The gist of the article was the growing rise of extremist Salafi mosques in Britain, linked to the growing demographic of Somali immigrants. One hundred mosques are already under Salafi control, with this figure expected to grow to 50% of all mosques within one generation – which really ought to give ‘liberal’ non-Islamophobes a wake-up call.
The Spectator magazine draws on a seven-year study conducted by Innes Bowen, author of Medina in Birmingham, Najaf in Brent: Inside British Islam, which highlights the massive influence wielded over British mosques by the extreme Deobandi school of Islamic jurisprudence. Quote:
“So which Islamic schools of thought run Britain’s mosques today? The influence of Saudi Arabia’s Wahhabi movement is often cited. But the Wahhabis – or Salafis as they prefer to be called – control just 6 per cent of mosques. The largest single group – the one which arguably gives Islam in Britain much of its character – is the Deobandi. It controls around 45 per cent of Britain’s mosques and nearly all the UK-based training of Islamic scholars. What most Deobandi scholars have in common is a conservative interpretation of Islamic law: television and music for the purposes of entertainment, for example, are frowned upon if not banned. Women are advised not to emerge from their homes any more than is necessary.
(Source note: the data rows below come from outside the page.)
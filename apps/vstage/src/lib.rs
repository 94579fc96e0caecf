//! Layered 2D vector drawing stage.
//!
//! `vstage` bundles the element model, selection, transform handles and
//! undo/redo of [`vs_drawing`] with the layered tiny-skia renderer of
//! [`vs_rendering`] and the JSON settings of [`vs_settings`].

use std::path::Path;

pub mod logging;

pub use vs_drawing as drawing;
pub use vs_rendering as rendering;
pub use vs_settings as settings;

pub use vs_drawing::{
    DrawingError, DrawingResult, Element, ElementFactory, ElementId, ElementKind, ElementStyle,
    HitTarget, Stage, StageFrame, StageTransform,
};
pub use vs_rendering::{Color, LayerKind, Point, ResourceCache};
pub use vs_settings::{ConfigManager, Settings};

/// Open a stage configured from the manager's current settings.
pub fn open_stage(config: &ConfigManager, width: u32, height: u32) -> DrawingResult<Stage> {
    Stage::open(config.get(), width, height)
}

/// Render a frame and write the flattened layers as PNG.
pub async fn export_png(stage: &mut Stage, path: impl AsRef<Path>) -> anyhow::Result<StageFrame> {
    let frame = stage.render_frame().await;
    let png = stage.flatten()?.encode_png()?;
    tokio::fs::write(path.as_ref(), png).await?;
    tracing::info!(path = %path.as_ref().display(), failed = frame.failed(), "frame exported");
    Ok(frame)
}
use thiserror::Error;
use vs_rendering::RenderError;

use crate::types::ElementId;

/// Drawing-side errors.
#[derive(Debug, Error)]
pub enum DrawingError {
    #[error("Unknown element type: '{0}'")]
    UnknownElementType(String),

    #[error("Invalid geometry: {0}")]
    InvalidGeometry(String),

    #[error("Element not found: {0}")]
    ElementNotFound(ElementId),

    #[error(transparent)]
    History(#[from] HistoryError),

    #[error(transparent)]
    Render(#[from] RenderError),
}

/// Undo/redo contract violations.
#[derive(Debug, Error)]
pub enum HistoryError {
    #[error("{command}: {direction} is not implemented")]
    NotImplemented {
        command: String,
        direction: &'static str,
    },

    #[error("Command target {0} does not exist")]
    MissingTarget(ElementId),
}

/// Drawing result alias.
pub type DrawingResult<T> = Result<T, DrawingError>;
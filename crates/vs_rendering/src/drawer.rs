use crate::error::RenderResult;
use crate::layer::LayerKind;
use crate::resources::ResourceCache;
use crate::surface::{PixmapSurface, Surface};
use crate::task::RenderTask;

/// Outcome of one drawer run.
#[derive(Debug, Clone, Copy, PartialEq, Eq)]
pub struct FrameReport {
    pub layer: LayerKind,
    pub executed: usize,
    pub failed: usize,
    /// Tasks drained without a bound surface.
    pub skipped: usize,
}

impl FrameReport {
    fn empty(layer: LayerKind) -> Self {
        Self {
            layer,
            executed: 0,
            failed: 0,
            skipped: 0,
        }
    }

    pub fn total(&self) -> usize {
        self.executed + self.failed + self.skipped
    }
}

/// Owns one layer surface and its per-frame task queue.
#[derive(Debug)]
pub struct Drawer {
    layer: LayerKind,
    surface: Option<PixmapSurface>,
    queue: Vec<RenderTask>,
}

impl Drawer {
    /// Drawer with its own `width` x `height` surface.
    pub fn new(layer: LayerKind, width: u32, height: u32) -> RenderResult<Self> {
        Ok(Self {
            layer,
            surface: Some(PixmapSurface::new(width, height)?),
            queue: Vec::new(),
        })
    }

    /// Drawer with no surface bound. Its runs drain the queue without painting.
    pub fn detached(layer: LayerKind) -> Self {
        Self {
            layer,
            surface: None,
            queue: Vec::new(),
        }
    }

    pub fn layer(&self) -> LayerKind {
        self.layer
    }

    pub fn surface(&self) -> Option<&PixmapSurface> {
        self.surface.as_ref()
    }

    /// Reallocate the surface at a new size. Detached drawers stay detached.
    pub fn resize(&mut self, width: u32, height: u32) -> RenderResult<()> {
        if self.surface.is_some() {
            self.surface = Some(PixmapSurface::new(width, height)?);
        }
        Ok(())
    }

    pub fn set_queue(&mut self, tasks: Vec<RenderTask>) {
        self.queue = tasks;
    }

    pub fn push(&mut self, task: RenderTask) {
        self.queue.push(task);
    }

    pub fn queue(&self) -> &[RenderTask] {
        &self.queue
    }

    /// Drop pending tasks without running them.
    pub fn discard_queue(&mut self) {
        self.queue.clear();
    }

    /// Clear the bound surface immediately.
    pub fn clear_surface(&mut self) {
        if let Some(surface) = self.surface.as_mut() {
            surface.clear();
        }
    }

    /// Drain the queue, running each task after the previous one resolves.
    ///
    /// A failing task is logged and counted; later tasks still run.
    pub async fn run(&mut self, resources: &ResourceCache) -> FrameReport {
        let mut report = FrameReport::empty(self.layer);
        let tasks = std::mem::take(&mut self.queue);

        for task in &tasks {
            let Some(surface) = self.surface.as_mut() else {
                report.skipped += 1;
                continue;
            };
            match task.run(Some(surface as &mut dyn Surface), resources).await {
                Ok(()) => report.executed += 1,
                Err(e) => {
                    report.failed += 1;
                    tracing::warn!(
                        layer = ?self.layer,
                        task = %task.describe(),
                        error = %e,
                        "render task failed"
                    );
                }
            }
        }

        tracing::debug!(
            layer = ?self.layer,
            executed = report.executed,
            failed = report.failed,
            skipped = report.skipped,
            "drawer run finished"
        );
        report
    }
}

#[cfg(test)]
mod tests {
    use super::*;
    use crate::task::{ElementTask, Primitive};
    use crate::types::{Color, DrawStyle, Rectangle};

    fn fill(id: u64, rect: Rectangle, color: Color) -> RenderTask {
        RenderTask::Element(ElementTask {
            element_id: id,
            primitive: Primitive::Polygon {
                points: rect.corners().to_vec(),
                style: DrawStyle {
                    fill_color: Some(color),
                    stroke_color: None,
                    ..DrawStyle::default()
                },
            },
        })
    }

    fn broken_image(id: u64) -> RenderTask {
        RenderTask::Element(ElementTask {
            element_id: id,
            primitive: Primitive::Image {
                source: "/missing.png".to_string(),
                dest: Rectangle::new(0.0, 0.0, 4.0, 4.0),
                rotation: 0.0,
            },
        })
    }

    #[tokio::test]
    async fn test_tasks_run_in_order() {
        let resources = ResourceCache::new();
        let mut drawer = Drawer::new(LayerKind::Content, 10, 10).unwrap();
        let rect = Rectangle::new(0.0, 0.0, 10.0, 10.0);
        drawer.set_queue(vec![
            RenderTask::clear(),
            fill(1, rect, Color::rgb(1.0, 0.0, 0.0)),
            fill(2, rect, Color::rgb(0.0, 0.0, 1.0)),
        ]);

        let report = drawer.run(&resources).await;
        assert_eq!(report.executed, 3);
        assert!(drawer.queue().is_empty());
        assert_eq!(drawer.surface().unwrap().pixel(5, 5), Some([0, 0, 255, 255]));
    }

    #[tokio::test]
    async fn test_failed_task_does_not_abort_frame() {
        let resources = ResourceCache::new();
        let mut drawer = Drawer::new(LayerKind::Content, 10, 10).unwrap();
        drawer.push(RenderTask::clear());
        drawer.push(broken_image(1));
        drawer.push(fill(2, Rectangle::new(0.0, 0.0, 10.0, 10.0), Color::BLACK));

        let report = drawer.run(&resources).await;
        assert_eq!(report.failed, 1);
        assert_eq!(report.executed, 2);
        assert!(!drawer.surface().unwrap().is_blank());
    }

    #[tokio::test]
    async fn test_detached_drawer_skips() {
        let resources = ResourceCache::new();
        let mut drawer = Drawer::detached(LayerKind::Mask);
        drawer.push(RenderTask::clear());
        let report = drawer.run(&resources).await;
        assert_eq!(report.skipped, 1);
        assert_eq!(report.total(), 1);
    }

    #[tokio::test]
    async fn test_discard_queue_and_clear() {
        let resources = ResourceCache::new();
        let mut drawer = Drawer::new(LayerKind::Provisional, 8, 8).unwrap();
        drawer.push(fill(1, Rectangle::new(0.0, 0.0, 8.0, 8.0), Color::BLACK));
        drawer.run(&resources).await;
        assert!(!drawer.surface().unwrap().is_blank());

        drawer.push(fill(2, Rectangle::new(0.0, 0.0, 8.0, 8.0), Color::WHITE));
        drawer.discard_queue();
        drawer.clear_surface();
        assert!(drawer.queue().is_empty());
        assert!(drawer.surface().unwrap().is_blank());
    }
}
There is a good reason why this interpretation of Islam sounds so similar to that of Afghanistan: the Taleban movement grew out of the Deobandi madrassas of Pakistan. Tony Blair justified to the Muslim world the post-9/11 attacks on Afghanistan on the basis that driving out the Taleban would be an act of liberation: ‘I don’t believe,’ he said, ‘that anybody seriously wants to live under that kind of regime.’ Did he realise that the rules enforced by law in Afghanistan were being adopted, voluntarily, in parts of Leicester, Dewsbury, and Blackburn? Even the Prime Minister seemed not to know about Deobandi Britain.”
The Taleban connection is valid. Not only do we export Jihadis, we export the very worst sort of Jihadis.